- Problem description
Everything from the first line of the entries through the line containing "use std::collections::HashMap;" is to be retyped exactly, and nothing beyond it.

START Data shown

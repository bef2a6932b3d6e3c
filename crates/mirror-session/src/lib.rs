//! Refresh orchestration and local storage for mirrored telemetry.
//!
//! Provides:
//! - `RefreshOrchestrator` - Run an archive session and ingest it
//! - Archive/catalog descriptors and row mappers
//! - Storage implementations (memory, SQLite)

pub mod archive;
pub mod orchestrator;
pub mod sample;
pub mod storage;

pub use archive::{TimeRange, archive_descriptor, catalog_descriptor};
pub use orchestrator::{RefreshError, RefreshOrchestrator, RefreshOutcome, RefreshReport};
pub use sample::{DeviceInfo, ParameterInfo, TelemetrySample};
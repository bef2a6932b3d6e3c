//! Normalized rows, typed batches and the row mapping contract.

use std::collections::HashMap;

use serde::{Deserialize, Serialize};
use thiserror::Error;

/// One result-set row keyed by column name.
///
/// Every value is text; SQL `NULL` is normalized to the empty string.
#[derive(Debug, Clone, Default, PartialEq, Eq, Serialize, Deserialize)]
pub struct RowRecord {
    columns: HashMap<String, String>,
}

impl RowRecord {
    /// Build a record from driver columns, normalizing nulls.
    ///
    /// A repeated column name keeps the last value.
    #[must_use]
    pub fn from_columns<I>(columns: I) -> Self
    where
        I: IntoIterator<Item = (String, Option<String>)>,
    {
        Self {
            columns: columns
                .into_iter()
                .map(|(name, value)| (name, value.unwrap_or_default()))
                .collect(),
        }
    }

    /// Get a column value.
    #[must_use]
    pub fn get(&self, column: &str) -> Option<&str> {
        self.columns.get(column).map(String::as_str)
    }

    /// Get a column value, failing if the column is absent.
    ///
    /// # Errors
    /// Returns `MapError::MissingColumn` if the row has no such column.
    pub fn require(&self, column: &str) -> Result<&str, MapError> {
        self.get(column)
            .ok_or_else(|| MapError::MissingColumn(column.to_string()))
    }

    /// Parse a column as an integer.
    ///
    /// # Errors
    /// Returns error if the column is absent or not an integer.
    pub fn require_i64(&self, column: &str) -> Result<i64, MapError> {
        let value = self.require(column)?;
        value
            .trim()
            .parse()
            .map_err(|_| MapError::InvalidValue {
                column: column.to_string(),
                value: value.to_string(),
            })
    }

    #[must_use]
    pub fn len(&self) -> usize {
        self.columns.len()
    }

    #[must_use]
    pub fn is_empty(&self) -> bool {
        self.columns.is_empty()
    }
}

/// Row mapping error.
#[derive(Debug, Error, Clone, PartialEq, Eq)]
pub enum MapError {
    #[error("Missing column: {0}")]
    MissingColumn(String),
    #[error("Invalid value {value:?} in column {column}")]
    InvalidValue { column: String, value: String },
}

/// Converts a normalized row into a typed record.
///
/// Implemented for any `Fn(&RowRecord) -> Result<T, MapError>`.
pub trait RowMapper<T>: Send + Sync {
    /// Map one row.
    ///
    /// # Errors
    /// Returns error if the row does not have the expected shape.
    fn map_row(&self, row: &RowRecord) -> Result<T, MapError>;
}

impl<T, F> RowMapper<T> for F
where
    F: Fn(&RowRecord) -> Result<T, MapError> + Send + Sync,
{
    fn map_row(&self, row: &RowRecord) -> Result<T, MapError> {
        self(row)
    }
}

/// The full, non-empty output of one session step.
#[derive(Debug, Clone, PartialEq, Eq)]
pub struct RowBatch<T> {
    step: usize,
    rows: Vec<T>,
}

impl<T> RowBatch<T> {
    /// Wrap the rows produced by `step` (0-based).
    ///
    /// Returns `None` for an empty row set: empty batches are never emitted.
    #[must_use]
    pub fn new(step: usize, rows: Vec<T>) -> Option<Self> {
        (!rows.is_empty()).then_some(Self { step, rows })
    }

    /// Index of the step that produced this batch.
    #[must_use]
    pub const fn step(&self) -> usize {
        self.step
    }

    #[must_use]
    pub fn rows(&self) -> &[T] {
        &self.rows
    }

    #[must_use]
    pub fn len(&self) -> usize {
        self.rows.len()
    }

    /// Always false for a built batch.
    #[must_use]
    pub fn is_empty(&self) -> bool {
        self.rows.is_empty()
    }

    #[must_use]
    pub fn into_rows(self) -> Vec<T> {
        self.rows
    }
}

END Data shown

- Response to this exercise
repository bef2a6932b3d6e3c
filename crates/mirror-session/src/lib.rs
//! Refresh orchestration and local storage for mirrored telemetry.
//!
//! Provides:
//! - `RefreshOrchestrator` - Run an archive session and ingest it
//! - Archive/catalog descriptors and row mappers
//! - Storage implementations (memory, SQLite)

pub mod archive;
pub mod orchestrator;
pub mod sample;
pub mod storage;

pub use archive::{TimeRange, archive_descriptor, catalog_descriptor};
pub use orchestrator::{RefreshError, RefreshOrchestrator, RefreshOutcome, RefreshReport};
pub use sample::{DeviceInfo, ParameterInfo, TelemetrySample};
repository bef2a6932b3d6e3c
//! Normalized rows, typed batches and the row mapping contract.

use std::collections::HashMap;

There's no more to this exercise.